Maintaining genome stability requires the chromosome cycle to be coordinated with
the centrosome cycle. The challenges of this choreography might partly be met by
dual use of the multi-protein complex cohesin in both sister chromatid cohesion and
centriole pairing ("engagement"). Chromatin-bound cohesin is removed from
chromosome arms by the prophase pathway but protected at centromeres by
shugoshin 1 (Sgo1) and associated protein phosphatase 2A (PP2A) until cohesin's
Scc1 subunit is proteolytically cleaved at the metaphase to anaphase transition and
sister chromatids separate.

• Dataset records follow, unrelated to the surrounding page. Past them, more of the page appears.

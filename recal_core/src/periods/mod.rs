//! Per-frequency period generators.
//!
//! Each generator takes the wall-clock anchor of the current period and
//! returns the ordered, deduplicated candidate set for that period.
//! Candidates earlier than dtstart are the expansion driver's concern; the
//! generators only have to produce the correct set.

use chrono::{Datelike, NaiveDate, NaiveDateTime};

use crate::calendar_math::{day_of_week, month_day_ordinal, week_number, year_day_date};
use crate::rule::Rule;

use recal_ical::values::recur::Frequency;

pub(crate) mod daily;
pub(crate) mod monthly;
pub(crate) mod subday;
pub(crate) mod weekly;
pub(crate) mod yearly;

/// Dispatches to the generator for the rule's frequency.
pub(crate) fn period_candidates(rule: &Rule, anchor: NaiveDateTime, dtstart: NaiveDateTime) -> Vec<NaiveDateTime> {
    match rule.freq {
        Frequency::Yearly => yearly::candidates(rule, anchor, dtstart),
        Frequency::Monthly => monthly::candidates(rule, anchor, dtstart, false),
        Frequency::Weekly => weekly::candidates(rule, anchor, dtstart),
        Frequency::Daily => daily::candidates(rule, anchor),
        Frequency::Hourly | Frequency::Minutely | Frequency::Secondly => subday::candidates(rule, anchor),
    }
}

/// Selects BYSETPOS positions from one period's ordered candidate set:
/// positive n is the n-th candidate from the start, negative n the n-th from
/// the end, out-of-range positions silently drop. The selection is returned
/// sorted ascending.
pub(crate) fn apply_set_positions<T: Ord + Clone>(candidates: Vec<T>, positions: &[i32]) -> Vec<T> {
    if positions.is_empty() {
        return candidates;
    }

    let mut selected: Vec<T> = positions
        .iter()
        .filter_map(|&position| {
            if position > 0 {
                candidates.get(position as usize - 1)
            } else {
                let index = candidates.len() as i64 + position as i64;

                if index < 0 {
                    None
                } else {
                    candidates.get(index as usize)
                }
            }
        })
        .cloned()
        .collect();

    selected.sort();
    selected.dedup();

    selected
}

pub(crate) fn matches_by_month(rule: &Rule, date: NaiveDate) -> bool {
    rule.by_month.is_empty() || rule.by_month.contains(&date.month())
}

pub(crate) fn matches_by_month_day(rule: &Rule, date: NaiveDate) -> bool {
    rule.by_month_day.is_empty()
        || rule
            .by_month_day
            .iter()
            .any(|&month_day| month_day_ordinal(date.year(), date.month(), month_day) == date.day() as i32)
}

/// Weekday-only BYDAY check; ordinals are resolved by the month/year
/// generators instead.
pub(crate) fn matches_by_day_weekday(rule: &Rule, date: NaiveDate) -> bool {
    rule.by_day.is_empty()
        || rule
            .by_day
            .iter()
            .any(|entry| entry.weekday.num_days_from_sunday() == day_of_week(date))
}

pub(crate) fn matches_by_year_day(rule: &Rule, date: NaiveDate) -> bool {
    rule.by_year_day.is_empty()
        || rule
            .by_year_day
            .iter()
            .any(|&year_day| year_day_date(date.year(), year_day) == Some(date))
}

/// BYWEEKNO membership using the WKST-aware week numbering; negative week
/// ordinals resolve against the week count of the week's own year.
pub(crate) fn matches_by_week_no(rule: &Rule, date: NaiveDate) -> bool {
    if rule.by_week_no.is_empty() {
        return true;
    }

    let Some((week_year, week)) = week_number(date, rule.wkst) else {
        return false;
    };

    let Some(total_weeks) = crate::calendar_math::weeks_in_year(week_year, rule.wkst) else {
        return false;
    };

    rule.by_week_no.iter().any(|&week_no| {
        let resolved = if week_no > 0 {
            week_no
        } else {
            total_weeks as i32 + week_no + 1
        };

        resolved == week as i32
    })
}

Intriguingly, recent data by our and other groups
suggested that prophase pathway signaling and separase’s proteolytic activity also
bring about centriole disengagement and, moreover, that Sgo1 is counteracting this
licensing step of later centrosome duplication.
It was reported that an alternatively spliced isoform of Sgo1 localizes and functions at
centrosomes rather than centromeres. Inspired by this initial study, I used stable
Hek293 cell lines that inducibly expressed one of various Sgo1 isoforms from siRNAresistant
transgenes. This allowed me to deplete all endogenous Sgo1 variants by
RNAi and replace them by individual isoforms. Localization studies of various
isoforms of Sgo1 identified a peptide encoded by an alternatively spliced exon, which
not only directs human Sgo1 to centrosomes but at the same time also abrogates its
association with centromeres. This centrosomal targeting signal of human Sgo1
(CTS) is transferrable as it specifically directs mCherry to centrosomes. Mutation of
just three consecutive amino acids within the corresponding peptide inactivates both
the pro-centrosomal as well as the anti-centromeric targeting effect. Importantly,
localization closely correlates with function as revealed by rescue experiments:
Whereas centromere-associated isoforms of Sgo1 protect only sister chromatid
cohesion, centrosomally bound variants exclusively preserve centriole engagement.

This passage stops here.